## Extracted data
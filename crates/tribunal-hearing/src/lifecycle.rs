//! # Hearing Lifecycle
//!
//! Manages hearing scheduling and lifecycle stages through the state
//! machine: `Scheduled → InProgress → Concluded`, with `Cancelled` and
//! `Rescheduled` as terminal side-paths from `Scheduled`.
//!
//! ## Design Choice: Validated Enum over Typestate
//!
//! The hearing is stored, listed, and mutated behind an HTTP surface where
//! its state is never known at compile time, so a runtime-checked enum with
//! typed transition methods is used rather than typestate. Each transition
//! method enforces its own precondition and returns
//! [`HearingError::InvalidTransition`] on violation, and every accepted
//! transition is appended to an audit log.
//!
//! ## Transition Graph
//!
//! ```text
//! Scheduled ──start()──▶ InProgress ──conclude()──▶ Concluded
//!     │
//!     ├─cancel()─────────▶ Cancelled
//!     └─mark_rescheduled()▶ Rescheduled ─(successor hearing)─▶ Scheduled
//! ```
//!
//! Rescheduling never rewrites a hearing in place: the old record enters the
//! terminal `Rescheduled` state and a successor carries
//! `previous_hearing_id` for the audit trail.

use chrono::{DateTime, Duration, Utc};
use serde::{Deserialize, Serialize};
use uuid::Uuid;

use crate::attendance;
use crate::error::HearingError;
use crate::participant::{Participant, ParticipantRole};
use crate::policy::{
    EARLY_START_BUFFER_MINUTES, EMERGENCY_MIN_NOTICE_HOURS, MIN_NOTICE_HOURS,
};
use crate::speaker::{can_speak_with_grace, GraceWindow, SpeakerControl};

// ── Identifiers ────────────────────────────────────────────────────────

/// A unique identifier for a hearing.
#[derive(Debug, Clone, PartialEq, Eq, Hash, Serialize, Deserialize)]
pub struct HearingId(Uuid);

impl HearingId {
    /// Create a new random hearing identifier.
    pub fn new() -> Self {
        Self(Uuid::new_v4())
    }

    /// Create a hearing identifier from an existing UUID.
    pub fn from_uuid(id: Uuid) -> Self {
        Self(id)
    }

    /// Access the underlying UUID.
    pub fn as_uuid(&self) -> &Uuid {
        &self.0
    }
}

impl Default for HearingId {
    fn default() -> Self {
        Self::new()
    }
}

impl std::fmt::Display for HearingId {
    fn fmt(&self, f: &mut std::fmt::Formatter<'_>) -> std::fmt::Result {
        write!(f, "hearing:{}", self.0)
    }
}

// ── Actor ──────────────────────────────────────────────────────────────

/// System-level role of the caller invoking an operation.
///
/// Every operation receives the acting user explicitly; nothing is inferred
/// from ambient request state.
#[derive(Debug, Clone, Copy, PartialEq, Eq, Hash, Serialize, Deserialize)]
pub enum ActorRole {
    /// Platform administrator: schedules and may override any moderator.
    Admin,
    /// Tribunal staff member.
    Staff,
    /// Ordinary platform member (disputing parties, witnesses).
    Member,
}

impl ActorRole {
    /// The canonical string name of this role.
    pub fn as_str(&self) -> &'static str {
        match self {
            Self::Admin => "ADMIN",
            Self::Staff => "STAFF",
            Self::Member => "MEMBER",
        }
    }
}

impl std::fmt::Display for ActorRole {
    fn fmt(&self, f: &mut std::fmt::Formatter<'_>) -> std::fmt::Result {
        write!(f, "{}", self.as_str())
    }
}

/// The caller of a domain operation.
#[derive(Debug, Clone, Copy, PartialEq, Eq, Serialize, Deserialize)]
pub struct Actor {
    /// User identifier.
    pub id: Uuid,
    /// System-level role.
    pub role: ActorRole,
}

impl Actor {
    /// Construct an actor.
    pub fn new(id: Uuid, role: ActorRole) -> Self {
        Self { id, role }
    }

    /// Whether this actor holds administrative privileges.
    pub fn is_admin(&self) -> bool {
        matches!(self.role, ActorRole::Admin)
    }
}

// ── Status ─────────────────────────────────────────────────────────────

/// The lifecycle status of a hearing.
#[derive(Debug, Clone, Copy, PartialEq, Eq, Hash, Serialize, Deserialize)]
pub enum HearingStatus {
    /// Scheduled for a future time; the session has not begun.
    Scheduled,
    /// The live session is running.
    InProgress,
    /// The session finished. Terminal state.
    Concluded,
    /// Called off before it began. Terminal state.
    Cancelled,
    /// Superseded by a successor hearing at a new time. Terminal state.
    Rescheduled,
}

impl HearingStatus {
    /// The canonical string name of this status.
    pub fn as_str(&self) -> &'static str {
        match self {
            Self::Scheduled => "SCHEDULED",
            Self::InProgress => "IN_PROGRESS",
            Self::Concluded => "CONCLUDED",
            Self::Cancelled => "CANCELLED",
            Self::Rescheduled => "RESCHEDULED",
        }
    }

    /// Whether this status is terminal (no further transitions allowed).
    pub fn is_terminal(&self) -> bool {
        matches!(self, Self::Concluded | Self::Cancelled | Self::Rescheduled)
    }

    /// Valid target statuses from this status.
    pub fn valid_transitions(&self) -> &'static [HearingStatus] {
        match self {
            Self::Scheduled => &[Self::InProgress, Self::Cancelled, Self::Rescheduled],
            Self::InProgress => &[Self::Concluded],
            Self::Concluded | Self::Cancelled | Self::Rescheduled => &[],
        }
    }
}

impl std::fmt::Display for HearingStatus {
    fn fmt(&self, f: &mut std::fmt::Formatter<'_>) -> std::fmt::Result {
        write!(f, "{}", self.as_str())
    }
}

// ── Tier ───────────────────────────────────────────────────────────────

/// Hearing tier within the dispute process.
#[derive(Debug, Clone, Copy, PartialEq, Eq, Hash, Serialize, Deserialize)]
pub enum HearingTier {
    /// First hearing convened for the dispute.
    FirstInstance,
    /// Escalated re-hearing after a contested first instance.
    Escalated,
}

impl HearingTier {
    /// The canonical string name of this tier.
    pub fn as_str(&self) -> &'static str {
        match self {
            Self::FirstInstance => "FIRST_INSTANCE",
            Self::Escalated => "ESCALATED",
        }
    }
}

impl std::fmt::Display for HearingTier {
    fn fmt(&self, f: &mut std::fmt::Formatter<'_>) -> std::fmt::Result {
        write!(f, "{}", self.as_str())
    }
}

// ── Transition record ──────────────────────────────────────────────────

/// One entry in a hearing's append-only transition log.
#[derive(Debug, Clone, PartialEq, Serialize, Deserialize)]
pub struct TransitionRecord {
    /// Status before the transition.
    pub from_status: HearingStatus,
    /// Status after the transition.
    pub to_status: HearingStatus,
    /// The user that triggered the transition.
    pub actor_id: Uuid,
    /// Optional free-text note (cancel reason, conclusion summary ref).
    pub note: Option<String>,
    /// When the transition was accepted (UTC, server clock).
    pub occurred_at: DateTime<Utc>,
}

// ── The Hearing ────────────────────────────────────────────────────────

/// A moderated dispute-resolution session, managed through its lifecycle.
///
/// Created via [`Hearing::schedule`], then advanced by transition methods
/// that each enforce role and state preconditions. The aggregate owns the
/// participant roster and the floor-control state; all of its mutations must
/// be serialized by the caller (the API layer holds one write lock per
/// hearing store operation) so that floor checks read the setting the same
/// critical section writes.
#[derive(Debug, Clone, PartialEq, Serialize, Deserialize)]
pub struct Hearing {
    /// Unique hearing identifier.
    pub id: HearingId,
    /// The dispute this hearing belongs to.
    pub dispute_id: Uuid,
    /// First-instance or escalated.
    pub tier: HearingTier,
    /// The assigned moderator.
    pub moderator_id: Uuid,
    /// Current lifecycle status.
    pub status: HearingStatus,
    /// Scheduled start time (UTC).
    pub scheduled_at: DateTime<Utc>,
    /// Estimated duration in minutes.
    pub duration_minutes: i64,
    /// Optional agenda text.
    pub agenda: Option<String>,
    /// Optional external meeting reference.
    pub meeting_url: Option<String>,
    /// Whether this was scheduled under the emergency notice rule.
    pub emergency: bool,
    /// Current floor-control setting.
    pub speaker_control: SpeakerControl,
    /// Transitional permission window from the last floor change, if open.
    pub grace_window: Option<GraceWindow>,
    /// Whether the session chat accepts content.
    pub chat_active: bool,
    /// Roster: moderator, parties, witnesses, observers.
    pub participants: Vec<Participant>,
    /// When the session actually started.
    pub started_at: Option<DateTime<Utc>>,
    /// When the session ended.
    pub ended_at: Option<DateTime<Utc>>,
    /// Conclusion summary.
    pub summary: Option<String>,
    /// Reason given on cancellation.
    pub cancel_reason: Option<String>,
    /// The hearing this one replaced, when created by a reschedule.
    pub previous_hearing_id: Option<HearingId>,
    /// How many times this hearing chain has been rescheduled.
    pub reschedule_count: u32,
    /// When the hearing was created (UTC).
    pub created_at: DateTime<Utc>,
    /// When the hearing was last updated (UTC).
    pub updated_at: DateTime<Utc>,
    /// Complete transition history for audit purposes.
    pub transition_log: Vec<TransitionRecord>,
}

## What you have to do
A complete answer reproduces every line of the records in which the word "DateTime" occurs.

## Solution
use chrono::{DateTime, Duration, Utc};
    pub occurred_at: DateTime<Utc>,
    pub scheduled_at: DateTime<Utc>,
    pub started_at: Option<DateTime<Utc>>,
    pub ended_at: Option<DateTime<Utc>>,
    pub created_at: DateTime<Utc>,
    pub updated_at: DateTime<Utc>,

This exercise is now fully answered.